-- Your task --
Every line of the entries below from the one containing "Operation, spec: ReleaseSpec, token: Option<&Json>)" to the one containing "stage = field::Empty);", both ends included, must be written out exactly. No other line belongs in the answer.

-- Provided information --
//! Desired spec as handed over by the caller, plus the locator it resolves to.

use std::collections::BTreeMap;

use serde::{Deserialize, Serialize};

use crate::error::Error;
use crate::DEFAULT_NAMESPACE;

/// Security groups and subnets a bridge function is attached to.
#[derive(Debug, Clone, Default, PartialEq, Eq, Serialize, Deserialize)]
#[serde(rename_all = "PascalCase")]
pub struct NetworkIsolation {
    #[serde(default)]
    pub security_group_ids: Vec<String>,
    #[serde(default)]
    pub subnet_ids: Vec<String>,
}

impl NetworkIsolation {
    pub fn is_empty(&self) -> bool {
        self.security_group_ids.is_empty() && self.subnet_ids.is_empty()
    }
}

/// User-supplied description of one managed release.
#[derive(Debug, Clone, Default, PartialEq, Serialize, Deserialize)]
#[serde(rename_all = "PascalCase")]
pub struct ReleaseSpec {
    #[serde(rename = "ClusterID", default, skip_serializing_if = "Option::is_none")]
    pub cluster_id: Option<String>,
    #[serde(default, skip_serializing_if = "Option::is_none")]
    pub kube_config: Option<String>,
    #[serde(default, skip_serializing_if = "Option::is_none")]
    pub role_arn: Option<String>,
    #[serde(default, skip_serializing_if = "Option::is_none")]
    pub chart: Option<String>,
    #[serde(default, skip_serializing_if = "Option::is_none")]
    pub repository: Option<String>,
    #[serde(default, skip_serializing_if = "Option::is_none")]
    pub version: Option<String>,
    #[serde(default, skip_serializing_if = "Option::is_none")]
    pub values: Option<BTreeMap<String, String>>,
    #[serde(default, skip_serializing_if = "Option::is_none")]
    pub value_yaml: Option<String>,
    #[serde(rename = "ValueOverrideURL", default, skip_serializing_if = "Option::is_none")]
    pub value_override_url: Option<String>,
    #[serde(default, skip_serializing_if = "Option::is_none")]
    pub namespace: Option<String>,
    #[serde(default, skip_serializing_if = "Option::is_none")]
    pub name: Option<String>,
    #[serde(rename = "VPCConfiguration", default, skip_serializing_if = "Option::is_none")]
    pub network: Option<NetworkIsolation>,
    #[serde(rename = "TimeOut", default, skip_serializing_if = "Option::is_none")]
    pub timeout_minutes: Option<u32>,
    #[serde(rename = "ID", default, skip_serializing_if = "Option::is_none")]
    pub id: Option<String>,
    #[serde(default, skip_serializing_if = "Option::is_none")]
    pub resources: Option<serde_json::Map<String, serde_json::Value>>,
}

/// Where the cluster credentials come from.
#[derive(Debug, Clone, PartialEq, Eq, Hash)]
pub enum Locator {
    /// Named cluster, described through the cloud provider.
    Cluster(String),
    /// Reference to a stored kubeconfig document.
    Config(String),
}

impl Locator {
    pub fn value(&self) -> &str {
        match self {
            Locator::Cluster(v) | Locator::Config(v) => v,
        }
    }

    pub fn kind(&self) -> &'static str {
        match self {
            Locator::Cluster(_) => "cluster",
            Locator::Config(_) => "kubeconfig",
        }
    }
}

impl std::fmt::Display for Locator {
    fn fmt(&self, f: &mut std::fmt::Formatter<'_>) -> std::fmt::Result {
        write!(f, "{}:{}", self.kind(), self.value())
    }
}

impl ReleaseSpec {
    /// Resolve the exactly-one-of locator pair.
    pub fn locator(&self) -> Result<Locator, Error> {
        match (non_empty(&self.cluster_id), non_empty(&self.kube_config)) {
            (Some(_), Some(_)) => Err(Error::Validation("both ClusterID and KubeConfig can not be specified".into())),
            (Some(c), None) => Ok(Locator::Cluster(c.to_string())),
            (None, Some(k)) => Ok(Locator::Config(k.to_string())),
            (None, None) => Err(Error::Validation("either ClusterID or KubeConfig must be specified".into())),
        }
    }

    pub fn namespace_or_default(&self) -> String {
        non_empty(&self.namespace).unwrap_or(DEFAULT_NAMESPACE).to_string()
    }

    /// Explicit, non-empty isolation settings, if any.
    pub fn explicit_network(&self) -> Option<&NetworkIsolation> {
        self.network.as_ref().filter(|n| !n.is_empty())
    }
}

fn non_empty(v: &Option<String>) -> Option<&str> {
    v.as_deref().filter(|s| !s.is_empty())
}

#[cfg(test)]
mod tests {
    use super::*;

    #[test]
    fn locator_requires_exactly_one() {
        let mut s = ReleaseSpec::default();
        assert!(matches!(s.locator(), Err(Error::Validation(_))));
        s.cluster_id = Some("eks".into());
        assert_eq!(s.locator().unwrap(), Locator::Cluster("eks".into()));
        s.kube_config = Some("arn:secret".into());
        let err = s.locator().unwrap_err().to_string();
        assert!(err.contains("both"), "err={}", err);
        s.cluster_id = None;
        assert_eq!(s.locator().unwrap(), Locator::Config("arn:secret".into()));
    }

    #[test]
    fn spec_uses_resource_model_keys() {
        let s: ReleaseSpec = serde_json::from_value(serde_json::json!({
            "ClusterID": "eks",
            "Chart": "stable/nginx",
            "Namespace": "web",
            "VPCConfiguration": { "SecurityGroupIds": ["sg-1"], "SubnetIds": ["subnet-1"] },
            "TimeOut": 5,
            "Values": { "replicaCount": "2" }
        }))
        .unwrap();
        assert_eq!(s.cluster_id.as_deref(), Some("eks"));
        assert_eq!(s.timeout_minutes, Some(5));
        assert_eq!(s.network.as_ref().unwrap().subnet_ids, vec!["subnet-1"]);
        let back = serde_json::to_value(&s).unwrap();
        assert_eq!(back["VPCConfiguration"]["SecurityGroupIds"][0], "sg-1");
        assert!(back.get("ID").is_none());
    }

    #[test]
    fn empty_namespace_falls_back_to_default() {
        let s = ReleaseSpec { namespace: Some(String::new()), ..Default::default() };
        assert_eq!(s.namespace_or_default(), "default");
        let e = ReleaseSpec { network: Some(NetworkIsolation::default()), ..Default::default() };
        assert!(e.explicit_network().is_none());
    }
}
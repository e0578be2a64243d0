//! Flattened `Kind -> name -> fields` projection of release objects.

use serde_json::{Map, Value as Json};

use charter_core::DEFAULT_NAMESPACE;

use crate::{kind_of, name_of};

fn scalar(v: Option<&Json>) -> String {
    match v {
        Some(Json::String(s)) => s.clone(),
        Some(Json::Null) | None => String::new(),
        Some(other) => other.to_string(),
    }
}

fn at<'a>(v: &'a Json, path: &[&str]) -> Option<&'a Json> {
    path.iter().try_fold(v, |cur, k| cur.get(k))
}

fn count(v: &Json, path: &[&str]) -> String {
    at(v, path).and_then(|x| x.as_i64()).unwrap_or(0).to_string()
}

fn first_lb_hostname(v: &Json) -> Option<String> {
    at(v, &["status", "loadBalancer", "ingress"])
        .and_then(|x| x.as_array())
        .and_then(|a| a.first())
        .map(|i| scalar(i.get("hostname")))
}

/// Insert `value` under `root[kind][name]` following a dotted field path.
fn put(root: &mut Map<String, Json>, kind: &str, name: &str, field: &str, value: String) {
    let mut cur = root
        .entry(kind.to_string())
        .or_insert_with(|| Json::Object(Map::new()))
        .as_object_mut()
        .map(|m| m.entry(name.to_string()).or_insert_with(|| Json::Object(Map::new())));
    let parts: Vec<&str> = field.split('.').collect();
    for (i, part) in parts.iter().enumerate() {
        let Some(Json::Object(m)) = cur else { return };
        if i + 1 == parts.len() {
            m.insert((*part).to_string(), Json::String(value));
            return;
        }
        let next = m.entry((*part).to_string()).or_insert_with(|| Json::Object(Map::new()));
        cur = Some(next);
    }
}

/// Project objects into the nested resource map reported to the caller.
pub fn flatten(objects: &[Json]) -> Map<String, Json> {
    let mut out = Map::new();
    for v in objects {
        let (kind, name) = (kind_of(v), name_of(v));
        if kind.is_empty() || name.is_empty() {
            continue;
        }
        let ns = at(v, &["metadata", "namespace"])
            .and_then(|x| x.as_str())
            .filter(|s| !s.is_empty())
            .unwrap_or(DEFAULT_NAMESPACE)
            .to_string();
        let key = if kind == "Ingress" { "Ingresses" } else { kind };
        put(&mut out, key, name, "ObjectMeta.Namespace", ns);
        match kind {
            "Service" => {
                let ty = scalar(at(v, &["spec", "type"]));
                let ty = if ty.is_empty() { "ClusterIP".to_string() } else { ty };
                put(&mut out, key, name, "Spec.Type", ty.clone());
                match ty.as_str() {
                    "LoadBalancer" => {
                        if let Some(h) = first_lb_hostname(v) {
                            put(&mut out, key, name, "Status.LoadBalancer.Ingress.Hostname", h);
                        }
                        put(&mut out, key, name, "Spec.ClusterIP", scalar(at(v, &["spec", "clusterIP"])));
                    }
                    "ClusterIP" => put(&mut out, key, name, "Spec.ClusterIP", scalar(at(v, &["spec", "clusterIP"]))),
                    "ExternalName" => put(&mut out, key, name, "Spec.ExternalName", scalar(at(v, &["spec", "externalName"]))),
                    _ => {}
                }
            }
            "Deployment" => {
                put(&mut out, key, name, "Status.Replicas", count(v, &["status", "replicas"]));
                put(&mut out, key, name, "Status.ReadyReplicas", count(v, &["status", "readyReplicas"]));
                put(&mut out, key, name, "Status.AvailableReplicas", count(v, &["status", "availableReplicas"]));
            }
            "DaemonSet" => {
                put(&mut out, key, name, "Status.NumberReady", count(v, &["status", "numberReady"]));
                put(&mut out, key, name, "Status.NumberAvailable", count(v, &["status", "numberAvailable"]));
                put(&mut out, key, name, "Status.NumberUnavailable", count(v, &["status", "numberUnavailable"]));
            }
            "StatefulSet" => {
                put(&mut out, key, name, "Status.Replicas", count(v, &["status", "replicas"]));
                put(&mut out, key, name, "Status.ReadyReplicas", count(v, &["status", "readyReplicas"]));
                put(&mut out, key, name, "Status.UpdatedReplicas", count(v, &["status", "updatedReplicas"]));
            }
            "Ingress" => {
                if let Some(h) = first_lb_hostname(v) {
                    put(&mut out, key, name, "Status.LoadBalancer.Ingress.Hostname", h);
                }
            }
            _ => {}
        }
    }
    out
}
impl Driver {
    pub fn new(settings: Settings, collaborators: Collaborators) -> Self {
        Self { settings, c: collaborators }
    }

    pub fn settings(&self) -> &Settings {
        &self.settings
    }

    pub async fn install(&self, spec: ReleaseSpec, token: Option<&Json>) -> StepResult {
        self.step(Operation::Install, spec, token).await
    }

    pub async fn read(&self, spec: ReleaseSpec) -> StepResult {
        self.step(Operation::Read, spec, None).await
    }

    pub async fn update(&self, spec: ReleaseSpec, token: Option<&Json>) -> StepResult {
        self.step(Operation::Update, spec, token).await
    }

    pub async fn uninstall(&self, spec: ReleaseSpec, token: Option<&Json>) -> StepResult {
        self.step(Operation::Uninstall, spec, token).await
    }

    pub async fn list(&self, spec: ReleaseSpec) -> StepResult {
        self.step(Operation::List, spec, None).await
    }

    /// Run one step. Never fails: errors become `Outcome::Failed`.
    pub async fn step(&self, op: Operation, spec: ReleaseSpec, token: Option<&Json>) -> StepResult {
        let t0 = Instant::now();
        let span = info_span!("step", invocation = %Uuid::new_v4(), operation = %op, stage = field::Empty);
        let result = self.dispatch(op, spec, token).instrument(span).await;
        counter!("charter_steps_total", 1u64, "operation" => op.as_str(), "outcome" => result.outcome.kind());
        histogram!("charter_step_latency_ms", t0.elapsed().as_secs_f64() * 1000.0, "operation" => op.as_str());
        result
    }

    async fn dispatch(&self, op: Operation, mut spec: ReleaseSpec, token: Option<&Json>) -> StepResult {
        info!("driver: step start");
        let outcome = match (op, token) {
            (Operation::List, _) => Ok(Outcome::Failed { message: "not implemented: list".into() }),
            (Operation::Read, _) => self.read_release(&mut spec).await,
            (_, None) => self.begin(op, &mut spec),
            (_, Some(raw)) => self.resume(op, &mut spec, raw).await,
        }
        .unwrap_or_else(Failure::into_outcome);
        info!(outcome = outcome.kind(), "driver: step done");
        StepResult { outcome, spec }
    }

    fn progress(&self, token: &ResumeToken, stage: Stage, diags: &Diagnostics) -> Outcome {
        Outcome::InProgress { stage, token: token.advance(stage, diags), delay_secs: self.settings.callback_delay_secs }
    }

    /// First call: record the physical id before any side effect.
    fn begin(&self, op: Operation, spec: &mut ReleaseSpec) -> Result<Outcome, Failure> {
        let now = self.c.clock.now();
        if op != Operation::Uninstall && spec.id.as_deref().map_or(true, str::is_empty) {
            let locator = spec.locator().tag(Component::Driver)?;
            let chart = chart::resolve(spec.chart.as_deref(), spec.repository.as_deref(), spec.version.as_deref(), &self.settings.stable_repo_url)
                .tag(Component::Release)?;
            let name = match spec.name.as_deref().filter(|n| !n.is_empty()) {
                Some(n) => n.to_string(),
                None => format!("{}-{}", chart.name, now.timestamp()),
            };
            let region = self.settings.region.as_deref().unwrap_or("");
            let id = PhysicalId::generate(&locator, &name, &spec.namespace_or_default(), region).tag(Component::Driver)?;
            spec.id = Some(id.encode().tag(Component::Driver)?);
            spec.name = Some(name);
            info!(release = %id.name, namespace = %id.namespace, locator = %locator, "driver: id generated");
        }
        let id = physical_id(spec)?;
        Span::current().record("stage", Stage::Init.as_str());
        let token = ResumeToken::start(id.name, now);
        Ok(self.progress(&token, Stage::Init, &Diagnostics::with_cap(self.settings.diagnostics_cap)))
    }

    async fn resume(&self, op: Operation, spec: &mut ReleaseSpec, raw: &Json) -> Result<Outcome, Failure> {
        let token = ResumeToken::from_value(raw).tag(Component::Driver)?;
        Span::current().record("stage", token.stage.as_str());
        let mut diags = token.diagnostics(self.settings.diagnostics_cap);
        let budget = spec.timeout_minutes.unwrap_or(self.settings.default_timeout_minutes);
        if token.stage != Stage::Complete && token.elapsed(self.c.clock.now()) >= chrono::Duration::minutes(i64::from(budget)) {
            counter!("charter_step_timeouts_total", 1u64, "operation" => op.as_str());
            warn!(component = %Component::Driver, budget_minutes = budget, "driver: budget exhausted");
            return Ok(Outcome::Failed { message: Error::Timeout { diagnostics: diags.joined() }.to_string() });
        }
        match (op, token.stage) {
            (Operation::Install | Operation::Update, Stage::Init | Stage::BridgeStabilize) => self.apply(op, spec, &token, &mut diags).await,
            (Operation::Install | Operation::Update, Stage::ReleaseStabilize) => self.stabilize(spec, &token, &mut diags).await,
            (Operation::Uninstall, Stage::Init | Stage::BridgeStabilize | Stage::UninstallRelease | Stage::ReleaseStabilize) => {
                self.remove(spec, &token, &mut diags).await
            }
            (_, stage) => Ok(Outcome::Failed { message: format!("unhandled stage {}", stage) }),
        }
    }

    /// Pick the executor for this invocation, bringing up the bridge when the cluster is isolated.
    async fn executor(&self, spec: &ReleaseSpec, id: &PhysicalId) -> Result<Selected, Failure> {
        let locator = id.locator().tag(Component::Driver)?;
        let spec = scoped(spec, &locator);
        let role = spec.role_arn.as_deref();
        let isolation = detect_isolation(&spec, self.c.directory.as_ref(), self.c.routes.as_ref()).await.tag(Component::Bridge)?;
        let kubeconfig = self.c.kubeconfigs.resolve(&locator, role).await.tag(Component::Kubehub)?;
        let Some(network) = isolation else {
            let ops = self.c.executors.direct(&kubeconfig, &id.namespace).await.tag(Component::Kubehub)?;
            return Ok(Selected::Ready(Executor::Direct(ops)));
        };
        let name = self.c.bridges.name_for(&locator, &network);
        match self.c.bridges.ensure_active(&name, &network).await.tag(Component::Bridge)? {
            BridgeStatus::Active => Ok(Selected::Ready(Executor::Bridged(BridgedOps::new(self.c.bridges.clone(), name, kubeconfig, &spec)))),
            BridgeStatus::NotReady(state) => {
                info!(bridge = %name, state = %state, "driver: bridge not active yet");
                Ok(Selected::BridgePending(name))
            }
        }
    }

    async fn apply(&self, op: Operation, spec: &mut ReleaseSpec, token: &ResumeToken, diags: &mut Diagnostics) -> Result<Outcome, Failure> {
        let id = physical_id(spec)?;
        let chart = chart::resolve(spec.chart.as_deref(), spec.repository.as_deref(), spec.version.as_deref(), &self.settings.stable_repo_url)
            .tag(Component::Release)?;
        let exec = match self.executor(spec, &id).await? {
            Selected::Ready(e) => e,
            Selected::BridgePending(name) => {
                diags.push(format!("bridge {} is not active yet", name));
                return Ok(self.progress(token, Stage::BridgeStabilize, diags));
            }
        };
        let values = values::resolve_values(spec, self.c.archives.as_ref(), &self.settings.work_dir).await.tag(Component::Release)?;
        let inputs = ReleaseInputs { config: target(&id), chart, values };
        match op {
            Operation::Install => exec.ops().install(&inputs).await,
            _ => exec.ops().upgrade(&inputs).await,
        }
        .tag(Component::Release)?;
        spec.name = Some(id.name.clone());
        info!(release = %id.name, namespace = %id.namespace, chart = %inputs.chart.locator(), bridged = exec.bridge().is_some(), "driver: release submitted");
        Ok(self.progress(token, Stage::ReleaseStabilize, diags))
    }

    async fn stabilize(&self, spec: &mut ReleaseSpec, token: &ResumeToken, diags: &mut Diagnostics) -> Result<Outcome, Failure> {
        let id = physical_id(spec)?;
        let exec = match self.executor(spec, &id).await? {
            Selected::Ready(e) => e,
            Selected::BridgePending(name) => {
                diags.push(format!("bridge {} is not active yet", name));
                return Ok(self.progress(token, Stage::BridgeStabilize, diags));
            }
        };
        let status = exec.ops().status(&target(&id)).await.tag(Component::Release)?;
        match status.status {
            ReleaseState::Deployed => {
                let data = ReleaseData::from_status(&id.name, &status);
                let r = exec.ops().pending(&data).await.tag(Component::Readiness)?;
                if !r.pending {
                    info!(release = %id.name, "driver: release has no pending resources");
                    return Ok(Outcome::Complete);
                }
                info!(release = %id.name, pending = r.reasons.len(), "driver: release has pending resources");
                if r.reasons.is_empty() {
                    diags.push(format!("release {} has pending resources", id.name));
                }
                for reason in r.reasons {
                    diags.push(reason);
                }
                Ok(self.progress(token, Stage::ReleaseStabilize, diags))
            }
            ReleaseState::PendingInstall | ReleaseState::PendingUpgrade => {
                diags.push(format!("release {} is {}", id.name, status.status));
                Ok(self.progress(token, Stage::ReleaseStabilize, diags))
            }
            other => {
                warn!(component = %Component::Release, release = %id.name, status = %other, "driver: release failed");
                Ok(Outcome::Failed { message: "release failed".into() })
            }
        }
    }

    async fn remove(&self, spec: &mut ReleaseSpec, token: &ResumeToken, diags: &mut Diagnostics) -> Result<Outcome, Failure> {
        let id = physical_id(spec)?;
        let exec = match self.executor(spec, &id).await? {
            Selected::Ready(e) => e,
            Selected::BridgePending(name) => {
                diags.push(format!("bridge {} is not active yet", name));
                return Ok(self.progress(token, Stage::BridgeStabilize, diags));
            }
        };
        match exec.ops().uninstall(&target(&id)).await {
            Ok(()) => info!(release = %id.name, "driver: release uninstalled"),
            Err(e) if is_not_found(&e) => {
                warn!(component = %Component::Release, release = %id.name, error = %format!("{:#}", e), "driver: release not found; continuing");
                diags.push(format!("{:#}", e));
            }
            Err(e) => return Err(Failure { component: Component::Release, err: e }),
        }
        if let Some(name) = exec.bridge() {
            self.c.bridges.teardown(name).await.tag(Component::Bridge)?;
        }
        Ok(Outcome::Complete)
    }

    async fn read_release(&self, spec: &mut ReleaseSpec) -> Result<Outcome, Failure> {
        let id = physical_id(spec)?;
        let exec = match self.executor(spec, &id).await? {
            Selected::Ready(e) => e,
            Selected::BridgePending(name) => return Ok(Outcome::Failed { message: format!("bridge {} did not stabilize in time", name) }),
        };
        let s = exec.ops().status(&target(&id)).await.tag(Component::Release)?;
        spec.name = Some(id.name.clone());
        spec.namespace = Some(id.namespace.clone());
        spec.chart = Some(s.chart_name.clone());
        spec.version = Some(s.chart_version.clone());
        let data = ReleaseData { name: id.name.clone(), chart: s.chart.clone(), namespace: s.namespace.clone(), manifest: s.manifest.clone() };
        spec.resources = Some(exec.ops().resources(&data).await.tag(Component::Readiness)?);
        Ok(Outcome::Complete)
    }
}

-- Answer below --
    pub async fn step(&self, op: Operation, spec: ReleaseSpec, token: Option<&Json>) -> StepResult {
        let t0 = Instant::now();
        let span = info_span!("step", invocation = %Uuid::new_v4(), operation = %op, stage = field::Empty);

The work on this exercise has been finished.